Never mind that women in ancient Mesopotamia, Egypt and those across the Indus had to grind gemstones, or bugs (cochineal), or the (uck) idea of pulverized fish scales to provide iridescence to adore their lips some 2000 years ago or that if I were a British woman in the 18th century and throughout the 19th century I would have been considered in the ‘very least’ marginal in my morality for wearing red lipstick; I don’t care! I probably have the infamous 19th century curly haired beauty Sarah Bernhardt (actress and eventually courtesan) to thank – as a child my maternal great grandfather likened my ‘flair for the dramatic’ to her. I love that for someplace between $13 and $40 or rather, (obscene) $62,000 I am transformed to a sensual, seductive, glamorous goddess of lip perfection (even as I might be modestly critical of my other assets). My current favorite is a hybrid I concoct by wearing a Face Cosmetics based in Stockholm matte finish red called ‘Secret’ over Nars Cruella lip crayon – just Snow White red enough!

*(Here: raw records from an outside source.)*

// Copyright © 2019 Intel Corporation
//
// SPDX-License-Identifier: Apache-2.0 OR BSD-3-Clause
//

use std::fmt;
use std::sync::Arc;

use hwaccess::{HardwareAccess, PciAddress};

use crate::{Result, SmuError, STATUS_OK};

/// SMN index register in the host bridge configuration space.
pub const SMN_INDEX_REG: u16 = 0xc4;
/// SMN data register in the host bridge configuration space.
pub const SMN_DATA_REG: u16 = 0xc8;

pub const MAX_ARGS: usize = 6;
pub const DEFAULT_MAX_RETRIES: u32 = 8096;

pub type Args = [u32; MAX_ARGS];

/// Args with only arg0 set.
pub fn args(arg0: u32) -> Args {
    let mut args = [0; MAX_ARGS];
    args[0] = arg0;
    args
}

#[derive(Clone, Copy, Debug, PartialEq, Eq, Hash)]
pub enum MailboxKind {
    Rsmu,
    Mp1,
    Hsmp,
}

impl fmt::Display for MailboxKind {
    fn fmt(&self, f: &mut fmt::Formatter) -> fmt::Result {
        let name = match self {
            MailboxKind::Rsmu => "RSMU",
            MailboxKind::Mp1 => "MP1",
            MailboxKind::Hsmp => "HSMP",
        };
        write!(f, "{}", name)
    }
}

/// SMN addresses of one mailbox. A zero command address means the mailbox is absent.
#[derive(Clone, Copy, Debug, Default, PartialEq, Eq)]
pub struct MailboxAddresses {
    pub cmd: u32,
    pub rsp: u32,
    pub args: u32,
}

impl MailboxAddresses {
    pub const NONE: Self = MailboxAddresses { cmd: 0, rsp: 0, args: 0 };

    pub fn is_present(&self) -> bool {
        self.cmd != 0
    }

    pub fn arg(&self, index: usize) -> u32 {
        self.args + (index as u32) * 4
    }
}

#[derive(Clone, Copy, Debug, PartialEq, Eq)]
pub struct MailboxLayout {
    pub rsmu: MailboxAddresses,
    pub mp1: MailboxAddresses,
    pub hsmp: MailboxAddresses,
    /// Infinity Fabric generation of the platform.
    pub if_version: u32,
}

impl MailboxLayout {
    pub fn addresses(&self, kind: MailboxKind) -> &MailboxAddresses {
        match kind {
            MailboxKind::Rsmu => &self.rsmu,
            MailboxKind::Mp1 => &self.mp1,
            MailboxKind::Hsmp => &self.hsmp,
        }
    }
}

/// System Management Network access through the host bridge index/data pair.
#[derive(Clone)]
pub struct Smn {
    hw: Arc<dyn HardwareAccess>,
}

impl Smn {
    pub fn new(hw: Arc<dyn HardwareAccess>) -> Self {
        Smn { hw }
    }

    pub fn hw(&self) -> &Arc<dyn HardwareAccess> {
        &self.hw
    }

    pub fn read(&self, address: u32) -> Result<u32> {
        self.hw
            .write_pci_config32(PciAddress::HOST_BRIDGE, SMN_INDEX_REG, address)
            .map_err(SmuError::DriverError)?;
        let value = self
            .hw
            .read_pci_config32(PciAddress::HOST_BRIDGE, SMN_DATA_REG)
            .map_err(SmuError::DriverError)?;
        if value == 0xffff_ffff {
            return Err(SmuError::Failed);
        }
        Ok(value)
    }

    pub fn write(&self, address: u32, value: u32) -> Result<()> {
        self.hw
            .write_pci_config32(PciAddress::HOST_BRIDGE, SMN_INDEX_REG, address)
            .map_err(SmuError::DriverError)?;
        self.hw
            .write_pci_config32(PciAddress::HOST_BRIDGE, SMN_DATA_REG, value)
            .map_err(SmuError::DriverError)
    }
}

/// The command protocol over the mailboxes of one platform.
pub struct Mailbox {
    smn: Smn,
    layout: MailboxLayout,
    max_retries: u32,
}

impl Mailbox {
    pub fn new(smn: Smn, layout: MailboxLayout, max_retries: u32) -> Self {
        Mailbox {
            smn,
            layout,
            max_retries,
        }
    }

    pub fn layout(&self) -> &MailboxLayout {
        &self.layout
    }

    pub fn smn(&self) -> &Smn {
        &self.smn
    }

    /// Polls the response register until it is non-zero, returning it with the number of reads.
    fn wait_response(&self, rsp: u32) -> Result<(u32, u32)> {
        for attempt in 1..=self.max_retries {
            let status = self.smn.read(rsp)?;
            if status != 0 {
                return Ok((status, attempt));
            }
        }
        Err(SmuError::CmdTimeout)
    }

    /// Runs `function` on the mailbox, replacing `args` with the firmware's result words.
    ///
    /// A stale response from an earlier caller is drained before the command is posted.
    pub fn send_command(&self, kind: MailboxKind, function: u32, args: &mut Args) -> Result<()> {
        let addrs = *self.layout.addresses(kind);
        if !addrs.is_present() {
            return Err(SmuError::Unsupported);
        }

        let (_, drained) = self.wait_response(addrs.rsp)?;
        self.smn.write(addrs.rsp, 0)?;
        for (i, arg) in args.iter().enumerate() {
            self.smn.write(addrs.arg(i), *arg)?;
        }
        self.smn.write(addrs.cmd, function)?;

        let (status, waited) = self.wait_response(addrs.rsp)?;
        debug!(
            "{} fn {:#x}: status {:#x} after {} + {} polls",
            kind, function, status, drained, waited
        );
        if status != STATUS_OK {
            return Err(SmuError::from_response(status));
        }

        for (i, arg) in args.iter_mut().enumerate() {
            *arg = self.smn.read(addrs.arg(i))?;
        }
        Ok(())
    }
}

#[cfg(test)]
mod tests {
    use super::*;
    use crate::mock::SmuSimulator;
    use crate::SmuCodename;

    fn mailbox(sim: Arc<SmuSimulator>, max_retries: u32) -> Mailbox {
        let layout = SmuCodename::Raphael.mailbox_layout().unwrap();
        Mailbox::new(Smn::new(sim), layout, max_retries)
    }

    #[test]
    fn arg_addresses_are_dword_spaced() {
        let addrs = MailboxAddresses {
            cmd: 1,
            rsp: 2,
            args: 0x100,
        };
        assert_eq!(addrs.arg(0), 0x100);
        assert_eq!(addrs.arg(5), 0x114);
        assert!(!MailboxAddresses::NONE.is_present());
        assert_eq!(args(3), [3, 0, 0, 0, 0, 0]);
    }

    #[test]
    fn stale_response_below_cap_succeeds() {
        for stalled in [0, 1, 7, 15] {
            let sim =
                Arc::new(SmuSimulator::new(SmuCodename::Raphael).with_smu_version(0x0054_3700));
            sim.stall(stalled);
            let mut result = args(1);
            mailbox(sim, 16)
                .send_command(MailboxKind::Mp1, 0x02, &mut result)
                .unwrap();
            assert_eq!(result[0], 0x0054_3700);
        }
    }

    #[test]
    fn stale_response_at_or_above_cap_times_out() {
        for stalled in [16, 17, 100] {
            let sim = Arc::new(SmuSimulator::new(SmuCodename::Raphael));
            sim.stall(stalled);
            let mut result = args(1);
            assert!(matches!(
                mailbox(sim, 16).send_command(MailboxKind::Mp1, 0x02, &mut result),
                Err(SmuError::CmdTimeout)
            ));
        }
    }

    #[test]
    fn slow_completion_times_out() {
        let sim = Arc::new(SmuSimulator::new(SmuCodename::Raphael));
        sim.set_completion_delay(16);
        let mut result = args(1);
        assert!(matches!(
            mailbox(sim.clone(), 16).send_command(MailboxKind::Mp1, 0x02, &mut result),
            Err(SmuError::CmdTimeout)
        ));

        sim.set_completion_delay(15);
        mailbox(sim, 16)
            .send_command(MailboxKind::Mp1, 0x02, &mut result)
            .unwrap();
    }

    #[test]
    fn rejected_commands_surface_firmware_status() {
        let sim = Arc::new(SmuSimulator::new(SmuCodename::Raphael));
        let mut result = args(0);
        assert!(matches!(
            mailbox(sim.clone(), 16).send_command(MailboxKind::Rsmu, 0x7f, &mut result),
            Err(SmuError::UnknownCmd)
        ));
        sim.reject(MailboxKind::Rsmu, 0x04, 0xfc);
        assert!(matches!(
            mailbox(sim, 16).send_command(MailboxKind::Rsmu, 0x04, &mut result),
            Err(SmuError::RejectedBusy)
        ));
    }

    #[test]
    fn missing_mailbox_is_unsupported() {
        let sim = Arc::new(SmuSimulator::new(SmuCodename::Renoir));
        let layout = SmuCodename::Renoir.mailbox_layout().unwrap();
        let mut result = args(0);
        assert!(matches!(
            Mailbox::new(Smn::new(sim), layout, 16).send_command(
                MailboxKind::Hsmp,
                0x01,
                &mut result
            ),
            Err(SmuError::Unsupported)
        ));
    }

    #[test]
    fn all_ones_read_is_a_failure() {
        let sim = Arc::new(SmuSimulator::new(SmuCodename::Raphael));
        let smn = Smn::new(sim.clone());
        smn.write(0x5_9800, 0xffff_ffff).unwrap();
        assert!(matches!(smn.read(0x5_9800), Err(SmuError::Failed)));
        smn.write(0x5_9800, 0x1234).unwrap();
        assert_eq!(smn.read(0x5_9800).unwrap(), 0x1234);
    }
}
// Copyright © 2019 Intel Corporation
//
// SPDX-License-Identifier: Apache-2.0 OR BSD-3-Clause
//

use cpuid::CpuFeatures;

use crate::context::{MsrContext, VendorMsr};
use crate::msr_definitions::intel::INTEL_MSR_DEFINITIONS;
use crate::msr_definitions::{MsrDefinition, RegisterAddress};

const THERM_STATUS_VALID: u64 = 1 << 31;

pub(crate) struct Intel;

impl Intel {
    fn tj_max(ctx: &MsrContext) -> Option<f64> {
        ctx.msr(RegisterAddress::IA32_TEMPERATURE_TARGET, 23, 16).map(|t| t as f64)
    }

    /// Joules per energy counter increment.
    fn energy_unit(ctx: &MsrContext) -> Option<f64> {
        let esu = ctx.msr(RegisterAddress::MSR_RAPL_POWER_UNIT, 12, 8)?;
        Some(1.0 / (1u64 << esu) as f64)
    }

    fn power_limit(ctx: &MsrContext, hi: u8, lo: u8) -> Option<f64> {
        let pu = ctx.msr(RegisterAddress::MSR_RAPL_POWER_UNIT, 3, 0)?;
        let limit = ctx.msr(RegisterAddress::MSR_PKG_POWER_LIMIT, hi, lo)?;
        Some(limit as f64 / (1u64 << pu) as f64)
    }

    /// Ratio and voltage fields read back as zero are treated as absent.
    fn nonzero(value: u64) -> Option<f64> {
        (value != 0).then_some(value as f64)
    }

    /// Family 6 and later expose PERF_STATUS ratios, PLATFORM_INFO and the
    /// turbo ratio limit. Older parts only have the legacy fallbacks.
    fn modern(ctx: &MsrContext) -> Option<()> {
        (ctx.id.ext_family >= 6).then_some(())
    }
}

impl VendorMsr for Intel {
    fn definitions(&self) -> &'static [MsrDefinition] {
        INTEL_MSR_DEFINITIONS.as_slice()
    }

    fn temperature(&self, ctx: &MsrContext) -> Option<f64> {
        if !ctx.id.features.contains(CpuFeatures::INTEL_DTS) {
            return None;
        }
        let status = ctx.msr_raw(RegisterAddress::IA32_THERM_STATUS)?;
        if status & THERM_STATUS_VALID == 0 {
            return None;
        }
        let readout = hwaccess::extract_bits(status, 22, 16) as f64;
        Some(Self::tj_max(ctx)? - readout)
    }

    fn package_temperature(&self, ctx: &MsrContext) -> Option<f64> {
        if !ctx.id.features.contains(CpuFeatures::INTEL_PTM) {
            return None;
        }
        let readout = ctx.msr(RegisterAddress::IA32_PACKAGE_THERM_STATUS, 22, 16)? as f64;
        Some(Self::tj_max(ctx)? - readout)
    }

    fn package_energy(&self, ctx: &MsrContext) -> Option<f64> {
        let raw = ctx.msr(RegisterAddress::MSR_PKG_ENERGY_STATUS, 31, 0)?;
        Some(raw as f64 * Self::energy_unit(ctx)?)
    }

    fn power_limit_1(&self, ctx: &MsrContext) -> Option<f64> {
        Self::power_limit(ctx, 14, 0)
    }

    fn power_limit_2(&self, ctx: &MsrContext) -> Option<f64> {
        Self::power_limit(ctx, 46, 32)
    }

    fn core_voltage(&self, ctx: &MsrContext) -> Option<f64> {
        Self::modern(ctx)?;
        let vid = ctx.msr(RegisterAddress::IA32_PERF_STATUS, 47, 32)?;
        Self::nonzero(vid).map(|v| v / 8192.0)
    }

    fn bus_clock(&self, ctx: &MsrContext) -> Option<f64> {
        Self::modern(ctx)?;
        let ratio = Self::nonzero(ctx.msr(RegisterAddress::MSR_PLATFORM_INFO, 15, 8)?)?;
        Some(ctx.cpu_clock()? as f64 / ratio)
    }

    fn current_multiplier(&self, ctx: &MsrContext) -> Option<f64> {
        Self::modern(ctx)
            .and_then(|_| ctx.msr(RegisterAddress::IA32_PERF_STATUS, 15, 8))
            .or_else(|| {
                let reg = ctx.msr_raw(RegisterAddress::IA32_EBL_CR_POWERON)?;
                Some((reg >> 22) & 0x1f)
            })
            .map(|ratio| ratio as f64)
    }

    fn min_multiplier(&self, ctx: &MsrContext) -> Option<f64> {
        Self::modern(ctx)?;
        ctx.msr(RegisterAddress::MSR_PLATFORM_INFO, 47, 40).map(|ratio| ratio as f64)
    }

    fn max_multiplier(&self, ctx: &MsrContext) -> Option<f64> {
        Self::modern(ctx)
            .and_then(|_| ctx.msr(RegisterAddress::MSR_TURBO_RATIO_LIMIT, 7, 0))
            .or_else(|| {
                let reg = ctx.msr_raw(RegisterAddress::IA32_PERF_STATUS)?;
                Some((reg >> 40) & 0x1f)
            })
            .map(|ratio| ratio as f64)
    }

    fn igpu_energy(&self, ctx: &MsrContext) -> Option<f64> {
        let raw = ctx.msr(RegisterAddress::MSR_PP1_ENERGY_STATUS, 31, 0)?;
        Some(raw as f64 * Self::energy_unit(ctx)?)
    }

    fn microcode_version(&self, ctx: &MsrContext) -> Option<u32> {
        ctx.msr(RegisterAddress::IA32_BIOS_SIGN_ID, 63, 32).map(|v| v as u32)
    }
}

I can understand why some women (and men) might prefer Bert’s Bees to a sultry shade of vermilion or carmine or cherry – it’s just not me. I have had sufficient conversations with girlfriends over the 40 years I have worn some version of red on my lips (at 12 it was Bonnie Bell lip gloss that had a red tint) to understand that red lips are not for everyone, but nothing makes me feel more immediately and divinely feminine (even if I am working in the garden and covered with mud, or sitting here at my computer writing) than putting on red lipstick.
Some months ago a journalist posted an enquiry on HARO asking how to choose the right shade of red lipstick. I am convinced every woman can wear red lipstick but you must be mindful of the tint matching skin tone (I absolutely cannot wear any with an orange-y /tomato or too salmon under-tone) and, yes, I think wearing red lipstick requires a certain level of confidence to ‘pull it off’ – a daring attitude bordering on la femme fatale, though if I am honest, wearing such has never felt contrived to me; actually, I feel quite naked without it.
A recent study at the University of Manchester confirms that men, even totally clueless ones, are fixated on lips wearing red an average of 7.3 seconds! It’s ancient and primal, in our earliest human state our health was gauged by the ‘blossom’ on lips and cheeks – thus a deeply held attraction to red tied to virility.
I have been known to leave my lip prints alongside terms of endearments to my niece and nephew in cards and books (if it was missing from something given to my niece she would ask me to put it there, for my nephew – yet unschooled in the mysteries of a woman’s lips – he would smear the cochineal colour from the end page) – I hope the men receiving my rather infrequent love letters didn’t feel as my nephew did!
I grew up watching ‘old movies’ on Sunday afternoons – with actresses such Gene Tierney, Cyd Charisse, Maureen O’Hara and Rita Hayworth, brilliant, fiery, glamorous women whose cupid’s bow mouths were ALWAYS adorned in some shade of ‘1940’s Screen Siren Red’ (as I refer to it) and their leading men always swept them back into their arms heedless of the lipstick. Maybe that is the point – as I see it the sweeping romantic leading man of my dreams will want to ravage my mouth heedless of the consequences!
Soul meets soul on lovers’ lips ~ Percy Bysshe Shelley
Who are you? Where are you? I am waiting darling!